Below are several entries. Transcribe exactly those lines that fall from the one with "let wire = encode_bytes(&encode(&original));" through the one with "prop_assert!((decoded.pressure - pressure).abs()", end lines included.

= = = =

/// Telegram wire format decoding and encoding
///
/// A telegram is an 8-byte big-endian bit stream:
/// - 13 bits: wind speed (0.01 m/s)
/// - 9 bits: wind direction (degrees)
/// - 11 bits: temperature (0.1 °C, offset -40 °C)
/// - 10 bits: humidity (0.001)
/// - 16 bits: pressure (2 Pa)
/// - 5 bits: validity flags
use log::trace;

use crate::error::{DecodeResult, FormatError};
use crate::models::ChannelValues;
use crate::telegram::packed::{
    PackedFlags, PackedReading, HUMIDITY_MASK, HUMIDITY_SCALE, PRESSURE_STEP,
    TEMPERATURE_OFFSET, TEMPERATURE_SCALE, WIND_DIRECTION_MASK, WIND_SPEED_MASK,
    WIND_SPEED_SCALE,
};

/// Bytes per telegram
pub const TELEGRAM_LEN: usize = 8;

// Encode clamps temperature to 10 bits even though the field holds 11.
const TEMPERATURE_ENCODE_MAX: u16 = 1023;

/// Decode one telegram starting at `offset`.
///
/// # Arguments
/// * `buffer` - Transport buffer holding one or more telegrams
/// * `offset` - Index of the telegram's first byte
///
/// # Returns
/// The packed reading, or `FormatError::Truncated` when fewer than 8 bytes
/// are available from `offset`
pub fn decode(buffer: &[u8], offset: usize) -> DecodeResult<PackedReading> {
    let end = offset
        .checked_add(TELEGRAM_LEN)
        .filter(|&end| end <= buffer.len())
        .ok_or(FormatError::Truncated {
            offset,
            len: buffer.len(),
            required: TELEGRAM_LEN,
        })?;
    let b = &buffer[offset..end];

    let wind_speed = (u16::from(b[0]) << 5) | (u16::from(b[1]) >> 3);
    let wind_direction = (u16::from(b[1] & 0x07) << 6) | (u16::from(b[2]) >> 2);
    let temperature =
        (u16::from(b[2] & 0x03) << 9) | (u16::from(b[3]) << 1) | (u16::from(b[4]) >> 7);
    let humidity = (u16::from(b[4] & 0x7f) << 3) | (u16::from(b[5]) >> 5);
    let pressure =
        (u16::from(b[5] & 0x1f) << 11) | (u16::from(b[6]) << 3) | (u16::from(b[7]) >> 5);
    let flags = PackedFlags::from_bits_truncate(b[7] & 0x1f);

    trace!(
        "Decoded telegram at {}: speed={} dir={} temp={} hum={} press={} flags={:?}",
        offset,
        wind_speed,
        wind_direction,
        temperature,
        humidity,
        pressure,
        flags
    );

    Ok(PackedReading::from_raw(
        pressure,
        temperature,
        flags,
        humidity,
        wind_direction,
        wind_speed,
    ))
}

/// Decode every consecutive telegram in `buffer`. A trailing partial record
/// yields a `Truncated` error as its last item.
pub fn decode_all(buffer: &[u8]) -> impl Iterator<Item = DecodeResult<PackedReading>> + '_ {
    (0..buffer.len())
        .step_by(TELEGRAM_LEN)
        .map(move |offset| decode(buffer, offset))
}

/// Decode a telegram written as 16 hex digits, e.g. `"00280401804000E0"`
pub fn decode_hex(record: &str) -> DecodeResult<PackedReading> {
    let bytes = hex::decode(record.trim())?;
    if bytes.len() != TELEGRAM_LEN {
        return Err(FormatError::WrongLength {
            expected: TELEGRAM_LEN,
            actual: bytes.len(),
        });
    }
    decode(&bytes, 0)
}

// Round and clamp into [0, max]; NaN saturates to zero in the cast.
fn quantize(value: f64, max: u16) -> u16 {
    value.round().clamp(0.0, f64::from(max)) as u16
}

/// Pack physical values into a telegram.
///
/// Out-of-range values are clamped to the representable raw domain, not
/// rejected. Pressure, humidity and wind speed are always flagged valid and
/// temperature carries the alternate-source bit. Wind direction is flagged only
/// for inputs in [0, 360] although storage accepts raw values up to 511.
pub fn encode<V: ChannelValues + ?Sized>(values: &V) -> PackedReading {
    let mut flags = PackedFlags::WIND_SPEED
        | PackedFlags::HUMIDITY
        | PackedFlags::PRESSURE
        | PackedFlags::ANEM_TEMPERATURE_SOURCE;

    let wind_direction = values.wind_direction();
    if (0.0..=360.0).contains(&wind_direction) {
        flags |= PackedFlags::WIND_DIRECTION;
    }

    PackedReading::from_raw(
        quantize(values.pressure() / PRESSURE_STEP, u16::MAX),
        quantize(
            (values.temperature() + TEMPERATURE_OFFSET) * TEMPERATURE_SCALE,
            TEMPERATURE_ENCODE_MAX,
        ),
        flags,
        quantize(values.humidity() * HUMIDITY_SCALE, HUMIDITY_MASK),
        quantize(wind_direction, WIND_DIRECTION_MASK),
        quantize(values.wind_speed() * WIND_SPEED_SCALE, WIND_SPEED_MASK),
    )
}

/// Write a packed reading back out in wire layout
pub fn encode_bytes(reading: &PackedReading) -> [u8; TELEGRAM_LEN] {
    let speed = reading.raw_wind_speed();
    let direction = reading.raw_wind_direction();
    let temperature = reading.raw_temperature();
    let humidity = reading.raw_humidity();
    let pressure = reading.raw_pressure();
    let flags = reading.raw_flags().bits();

    [
        (speed >> 5) as u8,
        (((speed & 0x1f) << 3) | (direction >> 6)) as u8,
        (((direction & 0x3f) << 2) | (temperature >> 9)) as u8,
        ((temperature >> 1) & 0xff) as u8,
        (((temperature & 0x01) << 7) | (humidity >> 3)) as u8,
        (((humidity & 0x07) << 5) | (pressure >> 11)) as u8,
        ((pressure >> 3) & 0xff) as u8,
        ((((pressure & 0x07) << 5) as u8) | flags),
    ]
}

#[cfg(test)]
mod tests {
    use super::*;
    use crate::models::ReadingValue;
    use proptest::prelude::*;

    const WORKED_EXAMPLE: [u8; 8] = [0x00, 0x28, 0x04, 0x01, 0x80, 0x40, 0x00, 0xE0];

    #[test]
    fn worked_example_decodes_raw_fields() {
        let packed = decode(&WORKED_EXAMPLE, 0).unwrap();
        assert_eq!(packed.raw_wind_speed(), 5);
        assert_eq!(packed.raw_wind_direction(), 1);
        assert_eq!(packed.raw_temperature(), 3);
        assert_eq!(packed.raw_humidity(), 2);
        assert_eq!(packed.raw_pressure(), 7);
        assert_eq!(packed.raw_flags(), PackedFlags::empty());
    }

    #[test]
    fn worked_example_only_temperature_is_valid() {
        let value = ReadingValue::from(decode(&WORKED_EXAMPLE, 0).unwrap());
        assert!((value.temperature - -39.7).abs() < 1e-9);
        assert!(value.pressure.is_nan());
        assert!(value.humidity.is_nan());
        assert!(value.wind_speed.is_nan());
        assert!(value.wind_direction.is_nan());
        assert!(value.is_valid());
    }

    #[test]
    fn decode_honours_offset() {
        let mut buffer = vec![0xFF, 0xFF, 0xFF];
        buffer.extend_from_slice(&WORKED_EXAMPLE);
        assert_eq!(
            decode(&buffer, 3).unwrap(),
            decode(&WORKED_EXAMPLE, 0).unwrap()
        );
    }

    #[test]
    fn short_buffer_is_a_format_error() {
        assert_eq!(
            decode(&WORKED_EXAMPLE[..7], 0),
            Err(FormatError::Truncated {
                offset: 0,
                len: 7,
                required: 8
            })
        );
        assert!(decode(&WORKED_EXAMPLE, 1).is_err());
        assert!(decode(&WORKED_EXAMPLE, 100).is_err());
        assert!(decode(&WORKED_EXAMPLE, usize::MAX).is_err());
    }

    #[test]
    fn decode_all_reports_trailing_fragment() {
        let mut buffer = WORKED_EXAMPLE.repeat(2);
        buffer.extend_from_slice(&[0x01, 0x02]);

        let results: Vec<_> = decode_all(&buffer).collect();
        assert_eq!(results.len(), 3);
        assert!(results[0].is_ok());
        assert!(results[1].is_ok());
        assert!(matches!(
            results[2],
            Err(FormatError::Truncated { offset: 16, .. })
        ));
    }

    #[test]
    fn hex_records() {
        assert_eq!(
            decode_hex("00280401804000E0\n").unwrap(),
            decode(&WORKED_EXAMPLE, 0).unwrap()
        );
        assert!(matches!(
            decode_hex("0028"),
            Err(FormatError::WrongLength { expected: 8, actual: 2 })
        ));
        assert!(matches!(
            decode_hex("zz280401804000E0"),
            Err(FormatError::InvalidHex(_))
        ));
    }

    #[test]
    fn encode_bytes_inverts_decode() {
        let packed = decode(&WORKED_EXAMPLE, 0).unwrap();
        assert_eq!(encode_bytes(&packed), WORKED_EXAMPLE);

        let busy = [0xA5, 0x5A, 0xC3, 0x3C, 0x96, 0x69, 0xF0, 0x0F];
        assert_eq!(encode_bytes(&decode(&busy, 0).unwrap()), busy);
    }

    #[test]
    fn encode_clamps_out_of_range_values() {
        let packed = encode(&ReadingValue::new(200.0, -5.0, 3.0, 359.6, 120.0));
        assert_eq!(packed.raw_temperature(), 1023);
        assert_eq!(packed.raw_pressure(), 0);
        assert_eq!(packed.raw_humidity(), 1023);
        assert_eq!(packed.raw_wind_direction(), 360);
        assert_eq!(packed.raw_wind_speed(), 8191);

        let cold = encode(&ReadingValue::new(-80.0, 250_000.0, -0.1, 0.0, -2.0));
        assert_eq!(cold.raw_temperature(), 0);
        assert_eq!(cold.raw_pressure(), u16::MAX);
        assert_eq!(cold.raw_humidity(), 0);
        assert_eq!(cold.raw_wind_speed(), 0);
        // alternate-source flag keeps the clamped -40 °C valid
        assert_eq!(cold.temperature(), -40.0);
    }

    #[test]
    fn direction_storage_and_validity_ceilings_differ() {
        // Known asymmetry: validity is gated at 360 but storage clamps at 511.
        let beyond_gate = encode(&ReadingValue::new(10.0, 100_000.0, 0.5, 400.0, 2.0));
        assert_eq!(beyond_gate.raw_wind_direction(), 400);
        assert!(!beyond_gate.is_wind_direction_valid());
        assert!(beyond_gate.wind_direction().is_nan());

        let beyond_storage = encode(&ReadingValue::new(10.0, 100_000.0, 0.5, 600.0, 2.0));
        assert_eq!(beyond_storage.raw_wind_direction(), 511);

        let on_gate = encode(&ReadingValue::new(10.0, 100_000.0, 0.5, 360.0, 2.0));
        assert_eq!(on_gate.wind_direction(), 360.0);

        let negative = encode(&ReadingValue::new(10.0, 100_000.0, 0.5, -1.0, 2.0));
        assert_eq!(negative.raw_wind_direction(), 0);
        assert!(!negative.is_wind_direction_valid());
    }

    #[test]
    fn nan_channels_quantize_to_zero() {
        let packed = encode(&ReadingValue::invalid());
        assert_eq!(packed.raw_pressure(), 0);
        assert_eq!(packed.raw_wind_speed(), 0);
        assert!(!packed.is_wind_direction_valid());
    }

    proptest! {
        #[test]
        fn encode_then_decode_stays_within_quantization(
            temperature in -40.0f64..62.3,
            pressure in 0.0f64..131_070.0,
            humidity in 0.0f64..1.023,
            direction in 0.0f64..=360.0,
            speed in 0.0f64..81.91,
        ) {
            let original = ReadingValue::new(temperature, pressure, humidity, direction, speed);
            let wire = encode_bytes(&encode(&original));
            let decoded = ReadingValue::from(decode(&wire, 0).unwrap());

            prop_assert!((decoded.temperature - temperature).abs() <= 0.05 + 1e-9);
            prop_assert!((decoded.pressure - pressure).abs() <= 1.0 + 1e-9);
            prop_assert!((decoded.humidity - humidity).abs() <= 0.0005 + 1e-9);
            prop_assert!((decoded.wind_speed - speed).abs() <= 0.005 + 1e-9);
            prop_assert!((decoded.wind_direction - direction).abs() <= 1.0);
        }

        #[test]
        fn decode_never_panics(
            bytes in proptest::collection::vec(any::<u8>(), 0..24),
            offset in 0usize..32,
        ) {
            let _ = decode(&bytes, offset);
        }
    }
}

= = = =

* **Final answer**
            let wire = encode_bytes(&encode(&original));
            let decoded = ReadingValue::from(decode(&wire, 0).unwrap());

            prop_assert!((decoded.temperature - temperature).abs() <= 0.05 + 1e-9);
            prop_assert!((decoded.pressure - pressure).abs() <= 1.0 + 1e-9);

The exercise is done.